[Stored data]
#####

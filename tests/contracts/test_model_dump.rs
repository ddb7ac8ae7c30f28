// Program Model dumps, configuration files and exported facts.
use std::fs;
use std::sync::Arc;

use pact_core::config::PactConfig;
use pact_core::memory::MemoryModel;
use pact_core::types::ContractFacts;
use pact_enforce::engine::Engine;
use pact_enforce::fact_store::PrecomputedFacts;
use pact_output::json::JsonFormatter;
use pact_output::OutputFormatter;

use super::common::{geometry_model, setup_project};

#[test]
fn test_model_dump_round_trip_checks_identically() {
    let original = geometry_model();
    let json = original.to_json().unwrap();
    let loaded = MemoryModel::from_json(&json).unwrap();

    let expected = Engine::new(Arc::new(original), PactConfig::default()).check_all();
    let actual = Engine::new(Arc::new(loaded), PactConfig::default()).check_all();
    assert_eq!(actual.violations, expected.violations);
    assert_eq!(actual.violations.len(), 2);
}

#[test]
fn test_malformed_model_dump_is_error() {
    assert!(MemoryModel::from_json("{\"geo\": 3}").is_err());
    assert!(MemoryModel::from_json("not json").is_err());
}

#[test]
fn test_config_file_drives_engine() {
    let (_dir, root) = setup_project(
        &geometry_model(),
        Some(r#"{"version": "0.1.0", "suppress": ["IMM04"], "enforce": {"constructor": false}}"#),
    );
    let config = PactConfig::load(&root.join(".pact"));
    assert_eq!(config.suppress, vec!["IMM04"]);
    assert!(!config.enforce.constructor);
    assert!(config.enforce.immutable);

    let model = MemoryModel::load(&root.join("model.json")).unwrap();
    let result = Engine::new(Arc::new(model), config).check_all();
    assert_eq!(result.violations.len(), 1);
    assert_eq!(result.violations[0].code, "IMM01");
    assert_eq!(result.suppressed_count, 1);
}

#[test]
fn test_missing_config_uses_defaults() {
    let (_dir, root) = setup_project(&geometry_model(), None);
    let config = PactConfig::load(&root.join(".pact"));
    assert_eq!(config.directive_prefix, "pact");
    assert!(config.suppress.is_empty());
}

#[test]
fn test_exported_facts_file_reused() {
    let (_dir, root) = setup_project(&geometry_model(), None);
    let first = Engine::new(Arc::new(geometry_model()), PactConfig::default());
    let expected = first.check_all();
    let path = root.join("facts.json");
    fs::write(&path, serde_json::to_string(&first.export_facts()).unwrap()).unwrap();

    let provider = PrecomputedFacts::from_json(&fs::read_to_string(&path).unwrap()).unwrap();
    let second = Engine::with_provider(
        Arc::new(geometry_model()),
        PactConfig::default(),
        Box::new(provider),
    );
    assert_eq!(second.check_all().violations, expected.violations);
}

#[test]
fn test_json_output_of_real_run() {
    let engine = Engine::new(Arc::new(geometry_model()), PactConfig::default());
    let result = engine.check_all();
    let value: serde_json::Value =
        serde_json::from_str(&JsonFormatter.format_check(&result)).unwrap();
    assert_eq!(value["status"], "error");
    assert_eq!(value["modules_analyzed"].as_array().unwrap().len(), 2);
    assert_eq!(value["violations"][1]["code"], "IMM04");

    let facts: Vec<ContractFacts> =
        serde_json::from_str(&JsonFormatter.format_facts(&engine.export_facts())).unwrap();
    let geo = facts.iter().find(|f| f.module_path == "geo").unwrap();
    assert!(geo.is_immutable("Point"));
    assert!(geo.is_mutable_field("Point", "cache"));
}
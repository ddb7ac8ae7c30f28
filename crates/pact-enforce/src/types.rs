use pact_core::types::Pos;
use serde::{Deserialize, Serialize};

#[derive(Debug, Clone, PartialEq, Eq, Serialize, Deserialize)]
pub struct Violation {
    pub code: String,
    pub category: String,
    pub message: String,
    pub module: String,
    pub position: Pos,
    /// 0 when the Program Model cannot map the position to a line.
    pub line: u32,
    pub fix_hint: Option<String>,
}

impl Violation {
    pub fn new(code: &str, module: &str, position: Pos, message: String) -> Self {
        Self {
            code: code.to_string(),
            category: crate::codes::family(code).to_string(),
            message,
            module: module.to_string(),
            position,
            line: 0,
            fix_hint: None,
        }
    }

    pub fn with_hint(mut self, hint: String) -> Self {
        self.fix_hint = Some(hint);
        self
    }

    pub fn is_suppressible(&self) -> bool {
        crate::codes::is_suppressible(&self.code)
    }
}

/// Outcome of analyzing one module.
#[derive(Debug, Clone, Default, Serialize, Deserialize)]
pub struct ModuleReport {
    pub module: String,
    pub violations: Vec<Violation>,
    /// Violations removed by ignore directives or configured suppressions.
    pub suppressed: u32,
}

#[derive(Debug, Clone, Serialize, Deserialize)]
pub struct CheckResult {
    pub version: String,
    pub command: String,
    pub status: String, // "ok" | "error"
    pub modules_analyzed: Vec<String>,
    pub violations: Vec<Violation>,
    pub suppressed_count: u32,
}

impl CheckResult {
    pub fn from_reports(mut reports: Vec<ModuleReport>) -> Self {
        reports.sort_by(|a, b| a.module.cmp(&b.module));
        let modules_analyzed = reports.iter().map(|r| r.module.clone()).collect();
        let suppressed_count = reports.iter().map(|r| r.suppressed).sum();
        let mut violations: Vec<Violation> =
            reports.into_iter().flat_map(|r| r.violations).collect();
        violations.sort_by(|a, b| {
            (&a.module, a.position, &a.code).cmp(&(&b.module, b.position, &b.code))
        });
        let status = if violations.is_empty() { "ok" } else { "error" };

        Self {
            version: env!("CARGO_PKG_VERSION").to_string(),
            command: "check".to_string(),
            status: status.to_string(),
            modules_analyzed,
            violations,
            suppressed_count,
        }
    }

    pub fn is_clean(&self) -> bool {
        self.violations.is_empty()
    }
}
// Test-only and package-only usage restrictions.
use pact_core::config::PactConfig;
use pact_core::memory::MemoryModel;
use pact_core::model::DeclKind;
use pact_core::types::DeclRef;
use pact_enforce::engine::Engine;
use std::sync::Arc;

use super::common::{call, codes, decl, engine, func};

fn model() -> MemoryModel {
    let mut model = MemoryModel::new();
    model
        .module_mut("store")
        .declare(decl("store", "Reset", DeclKind::Function, 10, &["//pact:testonly"]))
        .declare(decl(
            "store",
            "compact",
            DeclKind::Function,
            20,
            &["//pact:packageonly cmd/admin"],
        ));
    for module in ["api", "cmd/admin", "api_test"] {
        model
            .module_mut(module)
            .import("store", "store")
            .set_use(100, DeclRef::new("store", "Reset", 10))
            .set_use(200, DeclRef::new("store", "compact", 20))
            .add_function(func(module, "Run", 90, vec![call("store", "Reset", 100), call("store", "compact", 200)]));
    }
    model
}

#[test]
fn test_production_module_flagged_for_both() {
    let report = engine(model()).check_module("api");
    assert_eq!(codes(&report.violations), vec!["TEST01", "PKG01"]);
    assert!(report.violations[1].message.contains("store.compact"));
}

#[test]
fn test_allowed_module_only_flagged_for_test_only() {
    let report = engine(model()).check_module("cmd/admin");
    assert_eq!(codes(&report.violations), vec!["TEST01"]);
}

#[test]
fn test_test_module_still_bound_by_package_restriction() {
    let report = engine(model()).check_module("api_test");
    assert_eq!(codes(&report.violations), vec!["PKG01"]);
}

#[test]
fn test_test_file_in_production_module() {
    let mut model = model();
    let mut test_fn = func("api", "TestRun", 290, vec![call("store", "Reset", 300)]);
    test_fn.file = "api/run_test.go".to_string();
    model
        .module_mut("api")
        .set_use(300, DeclRef::new("store", "Reset", 10))
        .add_function(test_fn);
    let report = engine(model).check_module("api");
    assert!(report.violations.iter().all(|v| v.position < 300));
}

#[test]
fn test_checkers_can_be_disabled() {
    let mut config = PactConfig::default();
    config.enforce.test_only = false;
    config.enforce.package_only = false;
    let report = Engine::new(Arc::new(model()), config).check_module("api");
    assert!(report.violations.is_empty());
}
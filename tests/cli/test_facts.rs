// `pact facts` listing.
use std::process::Command;

use super::common::{geometry_model, pact_bin, setup_project};

#[test]
fn test_facts_listing() {
    let (_dir, root) = setup_project(&geometry_model(), None);
    let out = Command::new(pact_bin())
        .current_dir(&root)
        .args(["facts", "--model", "model.json"])
        .output()
        .unwrap();
    assert_eq!(out.status.code(), Some(0));
    let stdout = String::from_utf8_lossy(&out.stdout);
    assert!(stdout.contains("geo"), "{}", stdout);
    assert!(!stdout.contains("shapes"), "{}", stdout);
}

#[test]
fn test_facts_json() {
    let (_dir, root) = setup_project(&geometry_model(), None);
    let out = Command::new(pact_bin())
        .current_dir(&root)
        .args(["facts", "--model", "model.json", "--json"])
        .output()
        .unwrap();
    let value: serde_json::Value = serde_json::from_slice(&out.stdout).unwrap();
    let modules: Vec<&str> = value
        .as_array()
        .unwrap()
        .iter()
        .filter_map(|f| f["module_path"].as_str())
        .collect();
    assert_eq!(modules, vec!["geo", "shapes"]);
}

#####

• YOUR GOAL: Search the data and copy each line containing "original".

• YOUR RESPONSE:
    let original = geometry_model();
    let json = original.to_json().unwrap();
    let expected = Engine::new(Arc::new(original), PactConfig::default()).check_all();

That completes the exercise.